▸ Input data:
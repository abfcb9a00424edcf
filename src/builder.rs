//! Typestate builder for constructing [`RepoLocation`] instances.
//!
//! The builder tracks in its type whether a repository and a file have been
//! set, so coordinates and view states can only be attached to a file.

use crate::commit_id::CommitId;
use crate::error::{BuilderError, CommitIdError, RepoNameError, ViewStateError};
use crate::location::RepoLocation;
use crate::position::{Position, Range, Selection};
use crate::repo_name::RepoName;
use crate::view_state::ViewState;

/// Marker: no repository set yet.
#[derive(Debug, Clone, Copy, Default)]
pub struct Empty;

/// State: the repository has been set.
#[derive(Debug, Clone)]
pub struct HasRepo {
    repo_name: RepoName,
}

/// State: the repository and a file have been set.
#[derive(Debug, Clone)]
pub struct HasFile {
    repo_name: RepoName,
    file_path: String,
}

/// A typestate builder for constructing [`RepoLocation`] instances.
///
/// The revision and commit ID can be set in any state. Coordinates and the
/// view state are only available once a file path has been set.
///
/// # Examples
///
/// ```
/// use repo_uri::{Position, RepoLocationBuilder};
///
/// let loc = RepoLocationBuilder::new()
///     .try_repo_name("github.com/gorilla/mux")?
///     .rev("branch")
///     .file_path("mux.go")
///     .position(Position::new(1, Some(1))?)
///     .try_view_state("references")?
///     .build()?;
///
/// assert_eq!(
///     loc.to_pretty_blob_url().as_deref(),
///     Some("/github.com/gorilla/mux@branch/-/blob/mux.go#L1:1&tab=references"),
/// );
/// # Ok::<(), Box<dyn std::error::Error>>(())
/// ```
///
/// # Compile-Time Safety
///
/// ```compile_fail
/// use repo_uri::{Position, RepoLocationBuilder};
///
/// // Error: a position needs a file to point into
/// let loc = RepoLocationBuilder::new()
///     .try_repo_name("github.com/gorilla/mux")
///     .unwrap()
///     .position(Position::at_line(1).unwrap());
/// ```
///
/// ```compile_fail
/// use repo_uri::RepoLocationBuilder;
///
/// // Error: cannot build without a repository
/// let loc = RepoLocationBuilder::new().rev("main").build();
/// ```
#[derive(Debug, Clone)]
pub struct RepoLocationBuilder<State = Empty> {
    state: State,
    rev: Option<String>,
    commit_id: Option<CommitId>,
    selection: Option<Selection>,
    view_state: Option<ViewState>,
}

impl RepoLocationBuilder<Empty> {
    /// Creates a new builder in the initial state.
    #[must_use]
    pub const fn new() -> Self {
        Self {
            state: Empty,
            rev: None,
            commit_id: None,
            selection: None,
            view_state: None,
        }
    }

    /// Sets the repository and advances to the [`HasRepo`] state.
    #[must_use]
    pub fn repo_name(self, repo_name: RepoName) -> RepoLocationBuilder<HasRepo> {
        RepoLocationBuilder {
            state: HasRepo { repo_name },
            rev: self.rev,
            commit_id: self.commit_id,
            selection: self.selection,
            view_state: self.view_state,
        }
    }

    /// Parses and sets the repository name from a string.
    ///
    /// # Errors
    ///
    /// Returns [`RepoNameError`] if the string is not a valid repository name.
    pub fn try_repo_name(self, s: &str) -> Result<RepoLocationBuilder<HasRepo>, RepoNameError> {
        let repo_name = RepoName::parse(s)?;
        Ok(self.repo_name(repo_name))
    }
}

impl Default for RepoLocationBuilder<Empty> {
    fn default() -> Self {
        Self::new()
    }
}

impl RepoLocationBuilder<HasRepo> {
    /// Sets the file path and advances to the [`HasFile`] state.
    #[must_use]
    pub fn file_path(self, file_path: impl Into<String>) -> RepoLocationBuilder<HasFile> {
        RepoLocationBuilder {
            state: HasFile {
                repo_name: self.state.repo_name,
                file_path: file_path.into(),
            },
            rev: self.rev,
            commit_id: self.commit_id,
            selection: self.selection,
            view_state: self.view_state,
        }
    }

    /// Builds a location pointing at the repository root.
    ///
    /// # Errors
    ///
    /// Returns [`BuilderError::CommitMismatch`] if the revision is a commit
    /// ID that differs from the explicit commit ID, or
    /// [`BuilderError::InvalidRev`] if the revision contains `#`.
    pub fn build(self) -> Result<RepoLocation, BuilderError> {
        assemble(
            self.state.repo_name,
            self.rev,
            self.commit_id,
            None,
            None,
            None,
        )
    }
}

impl RepoLocationBuilder<HasFile> {
    /// Sets the in-file coordinates. If called multiple times, the last
    /// value wins.
    #[must_use]
    pub fn selection(mut self, selection: impl Into<Selection>) -> Self {
        self.selection = Some(selection.into());
        self
    }

    /// Points the location at a single position.
    #[must_use]
    pub fn position(self, position: Position) -> Self {
        self.selection(position)
    }

    /// Points the location at a range.
    #[must_use]
    pub fn range(self, range: Range) -> Self {
        self.selection(range)
    }

    /// Sets the view state.
    #[must_use]
    pub fn view_state(mut self, view_state: ViewState) -> Self {
        self.view_state = Some(view_state);
        self
    }

    /// Parses and sets the view state from a string.
    ///
    /// # Errors
    ///
    /// Returns [`ViewStateError`] if the string is not a valid view state.
    pub fn try_view_state(self, s: &str) -> Result<Self, ViewStateError> {
        let view_state = ViewState::parse(s)?;
        Ok(self.view_state(view_state))
    }

    /// Builds a location pointing into the file.
    ///
    /// # Errors
    ///
    /// Returns [`BuilderError::CommitMismatch`] if the revision is a commit
    /// ID that differs from the explicit commit ID,
    /// [`BuilderError::InvalidRev`] if the revision contains `#`, or
    /// [`BuilderError::EmptyFilePath`] if the file path is empty.
    pub fn build(self) -> Result<RepoLocation, BuilderError> {
        assemble(
            self.state.repo_name,
            self.rev,
            self.commit_id,
            Some(self.state.file_path),
            self.selection,
            self.view_state,
        )
    }
}

/// Methods available in every state.
impl<State> RepoLocationBuilder<State> {
    /// Sets the revision. A revision shaped like a commit ID also sets the
    /// commit ID when the location is built.
    #[must_use]
    pub fn rev(mut self, rev: impl Into<String>) -> Self {
        self.rev = Some(rev.into());
        self
    }

    /// Sets the resolved commit ID.
    #[must_use]
    pub fn commit_id(mut self, commit_id: CommitId) -> Self {
        self.commit_id = Some(commit_id);
        self
    }

    /// Parses and sets the commit ID from a string.
    ///
    /// # Errors
    ///
    /// Returns [`CommitIdError`] if the string is not a 40-character hex
    /// commit ID.
    pub fn try_commit_id(self, s: &str) -> Result<Self, CommitIdError> {
        let commit_id = CommitId::parse(s)?;
        Ok(self.commit_id(commit_id))
    }
}

/// Assembles a location from parts, deriving the commit ID from a
/// commit-shaped revision.
pub(crate) fn assemble(
    repo_name: RepoName,
    rev: Option<String>,
    commit_id: Option<CommitId>,
    file_path: Option<String>,
    selection: Option<Selection>,
    view_state: Option<ViewState>,
) -> Result<RepoLocation, BuilderError> {
    if let Some(rev) = rev.as_deref().filter(|rev| rev.contains('#')) {
        return Err(BuilderError::InvalidRev {
            rev: rev.to_string(),
        });
    }

    match file_path.as_deref() {
        Some("") => return Err(BuilderError::EmptyFilePath),
        None if selection.is_some() || view_state.is_some() => {
            return Err(BuilderError::MissingFilePath);
        }
        _ => {}
    }

    let commit_id = resolve_commit_id(rev.as_deref(), commit_id)?;

    Ok(RepoLocation {
        repo_name,
        rev,
        commit_id,
        file_path,
        selection,
        view_state,
    })
}

/// Returns the commit ID a location with this revision must carry.
///
/// A commit-shaped revision is its own commit ID and must agree with any
/// explicit one.
pub(crate) fn resolve_commit_id(
    rev: Option<&str>,
    commit_id: Option<CommitId>,
) -> Result<Option<CommitId>, BuilderError> {
    let derived = rev.and_then(|rev| CommitId::parse(rev).ok());
    match (derived, commit_id) {
        (Some(derived), Some(explicit)) if derived != explicit => Err(BuilderError::CommitMismatch {
            rev: derived.to_string(),
            commit_id: explicit.to_string(),
        }),
        (Some(derived), _) => Ok(Some(derived)),
        (None, explicit) => Ok(explicit),
    }
}

#[cfg(test)]
mod tests {
    use super::*;

    const COMMIT: &str = "24fca303ac6da784b9e8269f724ddeb0b2eea5e7";
    const OTHER_COMMIT: &str = "0000000000000000000000000000000000000001";

    #[test]
    fn build_repo_only() {
        let loc = RepoLocationBuilder::new()
            .try_repo_name("github.com/gorilla/mux")
            .unwrap()
            .build()
            .unwrap();
        assert_eq!(loc.to_repo_uri(), "git://github.com/gorilla/mux");
    }

    #[test]
    fn rev_can_be_set_before_repo() {
        let loc = RepoLocationBuilder::new()
            .rev("branch")
            .try_repo_name("github.com/gorilla/mux")
            .unwrap()
            .build()
            .unwrap();
        assert_eq!(loc.rev(), Some("branch"));
    }

    #[test]
    fn commit_shaped_rev_sets_commit_id() {
        let loc = RepoLocationBuilder::new()
            .try_repo_name("github.com/gorilla/mux")
            .unwrap()
            .rev(COMMIT)
            .build()
            .unwrap();
        assert_eq!(loc.commit_id().map(CommitId::as_str), Some(COMMIT));
    }

    #[test]
    fn branch_rev_keeps_explicit_commit_id() {
        let loc = RepoLocationBuilder::new()
            .try_repo_name("github.com/gorilla/mux")
            .unwrap()
            .rev("branch")
            .try_commit_id(COMMIT)
            .unwrap()
            .build()
            .unwrap();
        assert_eq!(loc.rev(), Some("branch"));
        assert_eq!(loc.commit_id().map(CommitId::as_str), Some(COMMIT));
    }

    #[test]
    fn mismatched_commit_fails() {
        let result = RepoLocationBuilder::new()
            .try_repo_name("github.com/gorilla/mux")
            .unwrap()
            .rev(COMMIT)
            .try_commit_id(OTHER_COMMIT)
            .unwrap()
            .build();
        assert!(matches!(result, Err(BuilderError::CommitMismatch { .. })));
    }

    #[test]
    fn file_with_range_and_view_state() {
        let range = Range::new(
            Position::new(1, Some(2)).unwrap(),
            Position::new(3, Some(4)).unwrap(),
        )
        .unwrap();
        let loc = RepoLocationBuilder::new()
            .try_repo_name("a/b")
            .unwrap()
            .file_path("c.go")
            .range(range)
            .try_view_state("references")
            .unwrap()
            .build()
            .unwrap();
        assert_eq!(loc.range(), Some(range));
        assert_eq!(loc.view_state().map(ViewState::as_str), Some("references"));
    }

    #[test]
    fn last_selection_wins() {
        let loc = RepoLocationBuilder::new()
            .try_repo_name("a/b")
            .unwrap()
            .file_path("c.go")
            .position(Position::at_line(1).unwrap())
            .position(Position::at_line(9).unwrap())
            .build()
            .unwrap();
        assert_eq!(loc.position(), Some(Position::at_line(9).unwrap()));
    }

    #[test]
    fn try_methods_propagate_errors() {
        assert!(RepoLocationBuilder::new().try_repo_name("").is_err());
        assert!(RepoLocationBuilder::new().try_commit_id("abc").is_err());
        let builder = RepoLocationBuilder::new()
            .try_repo_name("a/b")
            .unwrap()
            .file_path("c.go");
        assert!(builder.try_view_state("").is_err());
    }

    #[test]
    fn assemble_rejects_coordinates_without_file() {
        let result = assemble(
            RepoName::parse("a/b").unwrap(),
            None,
            None,
            None,
            Some(Position::at_line(1).unwrap().into()),
            None,
        );
        assert_eq!(result, Err(BuilderError::MissingFilePath));
    }

    #[test]
    fn rev_with_file_delimiter_fails() {
        let result = RepoLocationBuilder::new()
            .try_repo_name("a/b")
            .unwrap()
            .rev("x#y")
            .file_path("c.go")
            .build();
        assert_eq!(
            result,
            Err(BuilderError::InvalidRev {
                rev: "x#y".to_string()
            })
        );
    }

    #[test]
    fn empty_file_path_fails() {
        let result = RepoLocationBuilder::new()
            .try_repo_name("a/b")
            .unwrap()
            .file_path("")
            .position(Position::at_line(1).unwrap())
            .build();
        assert_eq!(result, Err(BuilderError::EmptyFilePath));
    }

    #[test]
    fn empty_rev_is_allowed() {
        let loc = RepoLocationBuilder::new()
            .try_repo_name("a/b")
            .unwrap()
            .rev("")
            .build()
            .unwrap();
        assert_eq!(loc.to_repo_uri(), "git://a/b");
    }
}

▸ Exercise: Every line holding the word "references" should be copied out of the material.

▸ Answer section:
///     .try_view_state("references")?
///     Some("/github.com/gorilla/mux@branch/-/blob/mux.go#L1:1&tab=references"),
            .try_view_state("references")
        assert_eq!(loc.view_state().map(ViewState::as_str), Some("references"));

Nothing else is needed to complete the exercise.